(RECORDS FOR THE TASK)
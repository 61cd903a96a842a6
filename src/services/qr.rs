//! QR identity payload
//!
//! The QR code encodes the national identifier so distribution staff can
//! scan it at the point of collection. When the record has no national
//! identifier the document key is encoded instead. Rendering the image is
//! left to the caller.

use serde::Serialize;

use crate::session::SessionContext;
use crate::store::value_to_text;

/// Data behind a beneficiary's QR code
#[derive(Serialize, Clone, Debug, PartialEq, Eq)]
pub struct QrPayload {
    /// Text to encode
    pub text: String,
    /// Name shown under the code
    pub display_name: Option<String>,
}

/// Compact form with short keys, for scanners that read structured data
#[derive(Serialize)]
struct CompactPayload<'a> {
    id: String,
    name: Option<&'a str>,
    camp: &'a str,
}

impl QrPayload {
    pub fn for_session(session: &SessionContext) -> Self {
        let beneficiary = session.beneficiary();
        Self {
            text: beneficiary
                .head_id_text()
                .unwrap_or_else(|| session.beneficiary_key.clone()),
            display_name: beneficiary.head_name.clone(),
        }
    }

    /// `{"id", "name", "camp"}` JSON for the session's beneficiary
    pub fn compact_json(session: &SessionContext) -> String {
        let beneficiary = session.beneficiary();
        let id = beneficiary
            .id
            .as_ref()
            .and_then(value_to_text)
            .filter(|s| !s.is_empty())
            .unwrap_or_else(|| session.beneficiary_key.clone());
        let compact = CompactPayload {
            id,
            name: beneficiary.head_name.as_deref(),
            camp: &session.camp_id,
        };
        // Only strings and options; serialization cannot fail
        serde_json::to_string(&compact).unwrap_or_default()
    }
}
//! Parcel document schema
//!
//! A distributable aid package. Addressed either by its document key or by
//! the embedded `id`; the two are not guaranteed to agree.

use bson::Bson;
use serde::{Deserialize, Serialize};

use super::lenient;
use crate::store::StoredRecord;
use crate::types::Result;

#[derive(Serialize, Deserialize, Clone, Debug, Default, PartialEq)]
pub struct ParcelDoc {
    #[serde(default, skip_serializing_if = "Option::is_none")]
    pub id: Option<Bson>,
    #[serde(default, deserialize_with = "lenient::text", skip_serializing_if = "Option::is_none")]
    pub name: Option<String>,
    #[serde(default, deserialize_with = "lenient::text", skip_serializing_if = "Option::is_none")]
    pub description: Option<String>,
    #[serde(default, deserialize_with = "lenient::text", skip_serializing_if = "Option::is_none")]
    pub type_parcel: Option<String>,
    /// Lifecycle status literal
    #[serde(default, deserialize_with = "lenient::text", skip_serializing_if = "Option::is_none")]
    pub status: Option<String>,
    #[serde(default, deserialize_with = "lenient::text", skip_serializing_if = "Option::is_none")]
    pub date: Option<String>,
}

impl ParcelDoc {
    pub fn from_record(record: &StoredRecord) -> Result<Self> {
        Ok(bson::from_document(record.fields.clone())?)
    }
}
(End RECORDS FOR THE TASK)
(RECORDS FOR THE TASK)
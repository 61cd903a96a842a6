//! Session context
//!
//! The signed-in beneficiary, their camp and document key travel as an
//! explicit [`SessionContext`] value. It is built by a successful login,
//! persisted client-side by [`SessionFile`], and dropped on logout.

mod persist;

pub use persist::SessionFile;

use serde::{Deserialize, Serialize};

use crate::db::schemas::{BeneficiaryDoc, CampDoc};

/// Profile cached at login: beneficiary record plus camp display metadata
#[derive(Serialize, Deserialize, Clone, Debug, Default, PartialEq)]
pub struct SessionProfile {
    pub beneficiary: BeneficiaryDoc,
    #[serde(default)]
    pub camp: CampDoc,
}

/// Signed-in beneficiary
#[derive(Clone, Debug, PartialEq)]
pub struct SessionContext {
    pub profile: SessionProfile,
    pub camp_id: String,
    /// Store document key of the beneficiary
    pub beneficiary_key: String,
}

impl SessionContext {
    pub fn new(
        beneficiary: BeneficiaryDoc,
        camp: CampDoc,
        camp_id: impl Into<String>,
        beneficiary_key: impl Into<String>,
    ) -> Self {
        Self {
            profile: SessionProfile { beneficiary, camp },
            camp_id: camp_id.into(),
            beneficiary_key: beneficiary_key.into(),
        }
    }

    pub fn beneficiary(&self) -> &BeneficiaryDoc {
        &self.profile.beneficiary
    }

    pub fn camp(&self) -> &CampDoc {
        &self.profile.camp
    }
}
(End RECORDS FOR THE TASK)
For every line in the data above that has the string "crate", return that line.

SOLUTION FOR THIS EXERCISE:
use crate::session::SessionContext;
use crate::store::value_to_text;
use crate::store::StoredRecord;
use crate::types::Result;
use crate::db::schemas::{BeneficiaryDoc, CampDoc};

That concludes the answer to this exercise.